-- Your task --
Below are some records; state how many of their lines contain the word "HashSet", and add nothing.

-- Record extracts --
....
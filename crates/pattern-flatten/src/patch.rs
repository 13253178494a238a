//! Pattern patches: self-contained sub-meshes cut out by the segmenter.

use hashbrown::HashSet;
use nalgebra::Point2;
use pattern_mesh::Mesh;

/// A candidate pattern piece.
///
/// Carries its own local vertex and face lists plus the maps back to the
/// conditioned input mesh. After surgery, several local vertices may map to
/// the same global vertex; the local index is always the identity that
/// matters, never a shared pointer.
#[derive(Debug, Clone)]
pub struct Patch {
    /// Local geometry (positions and colors of this patch only).
    pub mesh: Mesh,

    /// Local vertex index → vertex index in the segmented mesh.
    pub vertex_map: Vec<u32>,

    /// Local face index → face index in the segmented mesh.
    pub global_faces: Vec<u32>,

    /// Local indices of seam-marked vertices still present in the patch.
    pub red_vertices: HashSet<u32>,

    /// Set when the patch could not be reduced to a disk; such patches are
    /// still flattened and emitted.
    pub topology_error: bool,
}

impl Patch {
    /// Build a patch from a face subset of `mesh`.
    ///
    /// `red_global` is the mesh-wide red vertex set; the patch records the
    /// local indices of those that survive into its vertex list.
    pub fn from_faces(mesh: &Mesh, faces: &[u32], red_global: &HashSet<u32>) -> Self {
        let (sub, vertex_map) = pattern_mesh::extract_faces(mesh, faces);

        let red_vertices = vertex_map
            .iter()
            .enumerate()
            .filter(|(_, &global)| red_global.contains(&global))
            .map(|(local, _)| local as u32)
            .collect();

        Self {
            mesh: sub,
            vertex_map,
            global_faces: faces.to_vec(),
            red_vertices,
            topology_error: false,
        }
    }

    /// Number of local vertices.
    #[inline]
    pub fn vertex_count(&self) -> usize {
        self.mesh.vertex_count()
    }

    /// Number of faces.
    #[inline]
    pub fn face_count(&self) -> usize {
        self.mesh.face_count()
    }
}

/// Axis-aligned bounds of a 2D embedding.
#[derive(Debug, Clone, Copy, PartialEq)]
pub struct UvBounds {
    pub u_min: f64,
    pub u_max: f64,
    pub v_min: f64,
    pub v_max: f64,
}

impl UvBounds {
    /// Bounds of a point set, or None when it is empty.
    pub fn of(points: &[Point2<f64>]) -> Option<Self> {
        let first = points.first()?;
        let mut bounds = Self {
            u_min: first.x,
            u_max: first.x,
            v_min: first.y,
            v_max: first.y,
        };
        for p in &points[1..] {
            bounds.u_min = bounds.u_min.min(p.x);
            bounds.u_max = bounds.u_max.max(p.x);
            bounds.v_min = bounds.v_min.min(p.y);
            bounds.v_max = bounds.v_max.max(p.y);
        }
        Some(bounds)
    }

    /// An empty bounds at the origin.
    pub fn zero() -> Self {
        Self {
            u_min: 0.0,
            u_max: 0.0,
            v_min: 0.0,
            v_max: 0.0,
        }
    }

    #[inline]
    pub fn width(&self) -> f64 {
        self.u_max - self.u_min
    }

    #[inline]
    pub fn height(&self) -> f64 {
        self.v_max - self.v_min
    }

    /// Bounding-box area.
    #[inline]
    pub fn area(&self) -> f64 {
        self.width() * self.height()
    }

    /// Whether two bounds share any interior point.
    pub fn overlaps(&self, other: &Self) -> bool {
        self.u_min < other.u_max
            && other.u_min < self.u_max
            && self.v_min < other.v_max
            && other.v_min < self.v_max
    }

    /// Grow to cover `other`.
    pub fn merge(&self, other: &Self) -> Self {
        Self {
            u_min: self.u_min.min(other.u_min),
            u_max: self.u_max.max(other.u_max),
            v_min: self.v_min.min(other.v_min),
            v_max: self.v_max.max(other.v_max),
        }
    }
}

/// Count how many distinct global vertices a patch references.
///
/// After surgery this is smaller than the local vertex count because cut
/// duplicates share a global index.
pub fn distinct_global_vertices(patch: &Patch) -> usize {
    patch.vertex_map.iter().collect::<HashSet<_>>().len()
}

#[cfg(test)]
mod tests {
    use super::*;
    use pattern_mesh::Vertex;

    fn quad_mesh() -> Mesh {
        let mut mesh = Mesh::new();
        mesh.vertices.push(Vertex::from_coords(0.0, 0.0, 0.0));
        mesh.vertices
            .push(Vertex::from_coords(1.0, 0.0, 0.0).with_color(0.9, 0.1, 0.1));
        mesh.vertices.push(Vertex::from_coords(1.0, 1.0, 0.0));
        mesh.vertices.push(Vertex::from_coords(0.0, 1.0, 0.0));
        mesh.faces.push([0, 1, 2]);
        mesh.faces.push([0, 2, 3]);
        mesh
    }

    #[test]
    fn test_patch_from_faces() {
        let mesh = quad_mesh();
        let mut red = HashSet::new();
        red.insert(1u32);

        let patch = Patch::from_faces(&mesh, &[0, 1], &red);
        assert_eq!(patch.face_count(), 2);
        assert_eq!(patch.vertex_count(), 4);
        assert_eq!(patch.global_faces, vec![0, 1]);
        // Global vertex 1 is local vertex 1 (first-seen order).
        assert!(patch.red_vertices.contains(&1));
        assert!(!patch.topology_error);
    }

    #[test]
    fn test_patch_subset() {
        let mesh = quad_mesh();
        let patch = Patch::from_faces(&mesh, &[1], &HashSet::new());
        assert_eq!(patch.vertex_count(), 3);
        assert_eq!(patch.vertex_map, vec![0, 2, 3]);
        assert!(patch.red_vertices.is_empty());
    }

    #[test]
    fn test_uv_bounds() {
        let points = vec![
            Point2::new(1.0, 2.0),
            Point2::new(-1.0, 0.5),
            Point2::new(3.0, 1.0),
        ];
        let bounds = UvBounds::of(&points).expect("non-empty");
        assert_eq!(bounds.u_min, -1.0);
        assert_eq!(bounds.u_max, 3.0);
        assert_eq!(bounds.width(), 4.0);
        assert_eq!(bounds.height(), 1.5);
        assert!(UvBounds::of(&[]).is_none());
    }

    #[test]
    fn test_uv_bounds_overlap() {
        let a = UvBounds {
            u_min: 0.0,
            u_max: 1.0,
            v_min: 0.0,
            v_max: 1.0,
        };
        let b = UvBounds {
            u_min: 0.5,
            u_max: 1.5,
            v_min: 0.5,
            v_max: 1.5,
        };
        let c = UvBounds {
            u_min: 1.1,
            u_max: 2.0,
            v_min: 0.0,
            v_max: 1.0,
        };
        assert!(a.overlaps(&b));
        assert!(!a.overlaps(&c));
    }
}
....
-- Answer for this exercise --
6